ASLİYE HUKUK MAHKEMESİ DİRENDİ
Bozma kararının akabinde Asliye Hukuk Mahkemesi, peşin ödenen paranın iade edildiği ve vazgeçme süreci sebebiyle; davacının hayat, beden bütünlüğü, sıhhat, özgürlük, isim, fotoğraf, onur, haysiyet üzere kıymetlerinde bir ihlâle yol açmadığı, davalının düğünün yapılması sırasında otelde hazır bulunduğu, ikili düğünün tıpkı otelde davalının da katkısı ile yapıldığı, mukaveleye ve borca karşıtlık nedeniyle manevi tazminata hükmedilmesinin mümkün olmadığı, kişilik haklarının hukuka karşıt bir biçimde akına uğradığı ve manevi ziyan doğduğunun davacılar tarafından ispatlanamadığı gerekçesiyle” direnme kararı verdi. Direnme kararı mühleti içinde davacılar vekili tarafından temyiz edildi.
YARGITAY’DAN EMSAL KARAR
Yargıtay Hukuk Genel Heyeti ise davalıların kontrattan doğan borçlarını yerine getirmedikleri ve düğün tertibini yapmadıkları lisana getirerek; nikâh, düğün üzere özel ehemmiyete sahip, insan hayatında çoklukla bir sefer yaşanan, tekrarı mümkün olmayan değerli günlerin rastgele bir sorun çıkmadan yaşanmak istenmesinin doğal olarak karşılanması gerektiğini vurguladı.
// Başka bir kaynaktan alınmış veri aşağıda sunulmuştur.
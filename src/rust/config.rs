//! YAML configuration for every stage of the pipeline.
//!
//! Each stage receives the settings struct it needs. `config.yaml` stays a
//! flat key/value file; the nested structs are flattened into it.

use std::fs;
use std::path::{Path, PathBuf};

use serde::de::DeserializeOwned;
use serde::{Deserialize, Serialize};

use crate::error::{PipelineError, Result};
use crate::runtime::RuntimeSettings;

/// Reads and deserializes a YAML file, naming the file on failure.
pub fn load_yaml<T: DeserializeOwned, P: AsRef<Path>>(path: P) -> Result<T> {
    let path = path.as_ref();
    let contents = fs::read_to_string(path)?;
    serde_yaml::from_str(&contents).map_err(|source| PipelineError::ConfigParse {
        path: path.to_path_buf(),
        source,
    })
}

fn default_num_labels() -> usize {
    8
}

fn default_total_layers() -> usize {
    6
}

fn default_label_column() -> String {
    "label".to_string()
}

fn default_text_column() -> String {
    "quote".to_string()
}

fn default_device() -> String {
    "auto".to_string()
}

fn default_seed() -> u64 {
    42
}

/// Model factory settings.
#[derive(Debug, Clone, PartialEq, Serialize, Deserialize)]
pub struct ModelSettings {
    /// Local bundle directory or the name of a built-in pretrained model.
    pub model_name: String,
    #[serde(default = "default_num_labels")]
    pub num_labels: usize,
    pub dropout_rate: f64,
    #[serde(default = "default_total_layers")]
    pub total_layers: usize,
    pub num_trainable_layers: usize,
}

impl ModelSettings {
    pub fn validate(&self) -> Result<()> {
        if self.num_labels == 0 {
            return Err(PipelineError::InvalidConfig("num_labels must be positive".into()));
        }
        if self.num_trainable_layers > self.total_layers {
            return Err(PipelineError::InvalidConfig(format!(
                "num_trainable_layers ({}) exceeds total_layers ({})",
                self.num_trainable_layers, self.total_layers
            )));
        }
        if !(0.0..1.0).contains(&self.dropout_rate) {
            return Err(PipelineError::InvalidConfig(format!(
                "dropout_rate must be in [0, 1), got {}",
                self.dropout_rate
            )));
        }
        Ok(())
    }
}

/// Tokenization and batching settings.
#[derive(Debug, Clone, PartialEq, Serialize, Deserialize)]
pub struct LoaderSettings {
    /// Path to a `tokenizer.json`, a bundle directory, or a built-in model name.
    pub tokenizer_model: String,
    pub max_length: usize,
    pub batch_size: usize,
    #[serde(default = "default_label_column", alias = "class_col")]
    pub label_column: String,
    #[serde(default = "default_text_column")]
    pub text_column: String,
}

impl LoaderSettings {
    pub fn validate(&self) -> Result<()> {
        if self.max_length == 0 {
            return Err(PipelineError::InvalidConfig("max_length must be positive".into()));
        }
        if self.batch_size == 0 {
            return Err(PipelineError::InvalidConfig("batch_size must be positive".into()));
        }
        Ok(())
    }
}

#[derive(Debug, Clone, PartialEq, Serialize, Deserialize)]
pub struct TrainingSettings {
    pub learning_rate: f64,
    pub step_size: usize,
    pub gamma: f64,
    pub epochs: usize,
}

/// Contents of `config.yaml`.
#[derive(Debug, Clone, PartialEq, Serialize, Deserialize)]
pub struct PipelineConfig {
    #[serde(flatten)]
    pub model: ModelSettings,
    #[serde(flatten)]
    pub loader: LoaderSettings,
    #[serde(flatten)]
    pub training: TrainingSettings,
    pub trainpath: PathBuf,
    pub valpath: PathBuf,
    #[serde(default)]
    pub testpath: Option<PathBuf>,
    pub trained_model_path: PathBuf,
    #[serde(default = "default_device")]
    pub device: String,
    #[serde(default = "default_seed")]
    pub seed: u64,
}

impl PipelineConfig {
    pub fn from_file<P: AsRef<Path>>(path: P) -> Result<Self> {
        let config: Self = load_yaml(path)?;
        config.validate()?;
        Ok(config)
    }

    pub fn validate(&self) -> Result<()> {
        self.model.validate()?;
        self.loader.validate()
    }
}

#[derive(Debug, Clone, Copy, PartialEq, Eq, Serialize, Deserialize)]
#[serde(rename_all = "lowercase")]
pub enum AugmentAction {
    Insert,
    Substitute,
}

#[derive(Debug, Clone, Copy, PartialEq, Eq, Default, Serialize, Deserialize)]
#[serde(rename_all = "lowercase")]
pub enum AugmenterKind {
    #[default]
    Contextual,
    Swap,
}

fn default_n_splits() -> usize {
    5
}

fn default_augment_max_length() -> usize {
    128
}

/// Contents of `augmentation_config.yaml`.
#[derive(Debug, Clone, PartialEq, Serialize, Deserialize)]
pub struct AugmentationConfig {
    pub data_path: PathBuf,
    pub output_dir: PathBuf,
    #[serde(default)]
    pub augmenter: AugmenterKind,
    /// Masked language model bundle used by the contextual augmenter.
    pub augmenter_model: String,
    pub augment_action: AugmentAction,
    #[serde(default = "default_device")]
    pub device: String,
    #[serde(default = "default_n_splits")]
    pub n_splits: usize,
    #[serde(default = "default_seed")]
    pub random_seed: u64,
    #[serde(default = "default_label_column", alias = "class_col")]
    pub label_column: String,
    #[serde(default = "default_text_column")]
    pub text_column: String,
    #[serde(default = "default_augment_max_length")]
    pub max_length: usize,
    #[serde(default)]
    pub log_level: Option<String>,
    #[serde(default)]
    pub save_logs_to_file: bool,
    #[serde(default)]
    pub log_file_path: Option<PathBuf>,
}

impl AugmentationConfig {
    pub fn from_file<P: AsRef<Path>>(path: P) -> Result<Self> {
        let config: Self = load_yaml(path)?;
        if config.n_splits < 2 {
            return Err(PipelineError::InvalidConfig(format!(
                "n_splits must be at least 2, got {}",
                config.n_splits
            )));
        }
        Ok(config)
    }

    /// Log file to write to, if file logging is enabled.
    pub fn log_file(&self) -> Option<&Path> {
        if self.save_logs_to_file {
            self.log_file_path.as_deref()
        } else {
            None
        }
    }
}

/// A float search range. `range` is `[low, high]`.
#[derive(Debug, Clone, PartialEq, Serialize, Deserialize)]
pub struct FloatRange {
    pub range: [f64; 2],
    #[serde(default)]
    pub log: bool,
}

#[derive(Debug, Clone, PartialEq, Serialize, Deserialize)]
pub struct IntRange {
    pub range: [i64; 2],
}

#[derive(Debug, Clone, PartialEq, Serialize, Deserialize)]
pub struct Choices {
    pub range: Vec<usize>,
}

#[derive(Debug, Clone, PartialEq, Serialize, Deserialize)]
pub struct PrunerSettings {
    #[serde(default = "default_startup_trials")]
    pub n_startup_trials: usize,
    #[serde(default = "default_warmup_steps")]
    pub n_warmup_steps: usize,
}

fn default_startup_trials() -> usize {
    5
}

fn default_warmup_steps() -> usize {
    1
}

impl Default for PrunerSettings {
    fn default() -> Self {
        Self {
            n_startup_trials: default_startup_trials(),
            n_warmup_steps: default_warmup_steps(),
        }
    }
}

fn default_n_trials() -> usize {
    20
}

/// Contents of `hyperoptim_config.yaml`.
#[derive(Debug, Clone, PartialEq, Serialize, Deserialize)]
pub struct SearchSpaceConfig {
    pub learning_rate: FloatRange,
    pub num_trainable_layers: IntRange,
    pub dropout_rate: FloatRange,
    pub batch_size: Choices,
    pub epochs: IntRange,
    pub step_size: IntRange,
    pub gamma: FloatRange,
    #[serde(default = "default_n_trials")]
    pub n_trials: usize,
    #[serde(default = "default_seed")]
    pub seed: u64,
    #[serde(default)]
    pub pruner: PrunerSettings,
}

impl SearchSpaceConfig {
    pub fn from_file<P: AsRef<Path>>(path: P) -> Result<Self> {
        let config: Self = load_yaml(path)?;
        config.validate()?;
        Ok(config)
    }

    pub fn validate(&self) -> Result<()> {
        let floats = [
            ("learning_rate", &self.learning_rate),
            ("dropout_rate", &self.dropout_rate),
            ("gamma", &self.gamma),
        ];
        for (name, r) in floats {
            if r.range[0] > r.range[1] || (r.log && r.range[0] <= 0.0) {
                return Err(PipelineError::InvalidConfig(format!(
                    "invalid range for {}: {:?}",
                    name, r.range
                )));
            }
        }
        let ints = [
            ("num_trainable_layers", &self.num_trainable_layers),
            ("epochs", &self.epochs),
            ("step_size", &self.step_size),
        ];
        for (name, r) in ints {
            if r.range[0] > r.range[1] {
                return Err(PipelineError::InvalidConfig(format!(
                    "invalid range for {}: {:?}",
                    name, r.range
                )));
            }
        }
        if self.batch_size.range.is_empty() {
            return Err(PipelineError::InvalidConfig("batch_size choices are empty".into()));
        }
        Ok(())
    }
}

/// Bounds on how much the quantized graph may regress.
#[derive(Debug, Clone, Copy, PartialEq, Serialize, Deserialize)]
pub struct QuantizationTolerance {
    #[serde(default = "default_max_drop")]
    pub max_accuracy_drop: f64,
    #[serde(default = "default_max_drop")]
    pub max_f1_drop: f64,
    #[serde(default = "default_min_agreement")]
    pub min_agreement: f64,
}

fn default_max_drop() -> f64 {
    0.02
}

fn default_min_agreement() -> f64 {
    0.95
}

impl Default for QuantizationTolerance {
    fn default() -> Self {
        Self {
            max_accuracy_drop: default_max_drop(),
            max_f1_drop: default_max_drop(),
            min_agreement: default_min_agreement(),
        }
    }
}

fn default_export_atol() -> f32 {
    1e-3
}

fn default_quantize_embeddings() -> bool {
    true
}

/// Contents of `quantization_config.yaml`.
#[derive(Debug, Clone, PartialEq, Serialize, Deserialize)]
pub struct QuantizationConfig {
    pub onnx_path: PathBuf,
    pub quantized_onnx_path: PathBuf,
    #[serde(default)]
    pub tolerance: QuantizationTolerance,
    #[serde(default = "default_export_atol")]
    pub export_atol: f32,
    #[serde(default = "default_quantize_embeddings")]
    pub quantize_embeddings: bool,
    #[serde(default)]
    pub runtime: RuntimeSettings,
}

impl QuantizationConfig {
    pub fn from_file<P: AsRef<Path>>(path: P) -> Result<Self> {
        load_yaml(path)
    }
}

#[cfg(test)]
mod tests {
    use super::*;
    use std::io::Write;
    use tempfile::NamedTempFile;

    const CONFIG: &str = r#"
model_name: distilbert-base-uncased
num_labels: 8
dropout_rate: 0.1
total_layers: 6
num_trainable_layers: 2
trainpath: data/train.parquet
valpath: data/val.parquet
tokenizer_model: distilbert-base-uncased
max_length: 365
batch_size: 16
learning_rate: 2.0e-5
step_size: 2
gamma: 0.1
epochs: 4
trained_model_path: models/distilbert.ot
class_col: label
"#;

    fn write_temp(contents: &str) -> NamedTempFile {
        let mut file = NamedTempFile::new().unwrap();
        file.write_all(contents.as_bytes()).unwrap();
        file
    }

    #[test]
    fn test_flat_config_fills_every_section() {
        let file = write_temp(CONFIG);
        let config = PipelineConfig::from_file(file.path()).unwrap();
        assert_eq!(config.model.num_trainable_layers, 2);
        assert_eq!(config.loader.max_length, 365);
        assert_eq!(config.loader.label_column, "label");
        assert_eq!(config.loader.text_column, "quote");
        assert_eq!(config.training.epochs, 4);
        assert!((config.training.learning_rate - 2.0e-5).abs() < 1e-12);
        assert_eq!(config.device, "auto");
        assert_eq!(config.testpath, None);
    }

    #[test]
    fn test_missing_key_names_file() {
        let file = write_temp("model_name: x\n");
        let err = PipelineConfig::from_file(file.path()).unwrap_err();
        match err {
            PipelineError::ConfigParse { path, .. } => assert_eq!(path, file.path()),
            other => panic!("unexpected error: {other}"),
        }
    }

    #[test]
    fn test_rejects_too_many_trainable_layers() {
        let file = write_temp(&CONFIG.replace("num_trainable_layers: 2", "num_trainable_layers: 7"));
        let err = PipelineConfig::from_file(file.path()).unwrap_err();
        assert!(matches!(err, PipelineError::InvalidConfig(_)));
    }

    #[test]
    fn test_search_space_config() {
        let file = write_temp(
            r#"
learning_rate: {range: [1.0e-5, 1.0e-3], log: true}
num_trainable_layers: {range: [1, 6]}
dropout_rate: {range: [0.1, 0.5]}
batch_size: {range: [16, 32]}
epochs: {range: [2, 4]}
step_size: {range: [1, 3]}
gamma: {range: [0.1, 0.9]}
n_trials: 3
"#,
        );
        let space = SearchSpaceConfig::from_file(file.path()).unwrap();
        assert!(space.learning_rate.log);
        assert!(!space.gamma.log);
        assert_eq!(space.batch_size.range, vec![16, 32]);
        assert_eq!(space.n_trials, 3);
        assert_eq!(space.pruner, PrunerSettings::default());
    }

    #[test]
    fn test_augmentation_config_log_file() {
        let file = write_temp(
            r#"
data_path: data/train.parquet
output_dir: data/folds
augmenter_model: distilbert-base-uncased
augment_action: substitute
save_logs_to_file: true
log_file_path: logs/augment.log
"#,
        );
        let config = AugmentationConfig::from_file(file.path()).unwrap();
        assert_eq!(config.augment_action, AugmentAction::Substitute);
        assert_eq!(config.augmenter, AugmenterKind::Contextual);
        assert_eq!(config.n_splits, 5);
        assert_eq!(config.log_file(), Some(Path::new("logs/augment.log")));
    }

    #[test]
    fn test_quantization_defaults() {
        let file = write_temp("onnx_path: m.onnx\nquantized_onnx_path: m.int8.onnx\n");
        let config = QuantizationConfig::from_file(file.path()).unwrap();
        assert_eq!(config.tolerance, QuantizationTolerance::default());
        assert!(config.quantize_embeddings);
    }
}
“Bu sürecin bir bütün olarak davacılarda acı ve ıstıraba neden olduğu ve kişilik haklarını zedelediği kabul edilerek” sözünü paylaşarak TBK’nın 58. unsuru mucibince uygun bir manevi tazminata hükmedilmesi gerekmektedir” kararına imza attı.
Asliye Hukuk Mahkemesi’nin direnme kararını, davacıların lehine manevi tazminat hükmedilmesi istikametinde bozdu.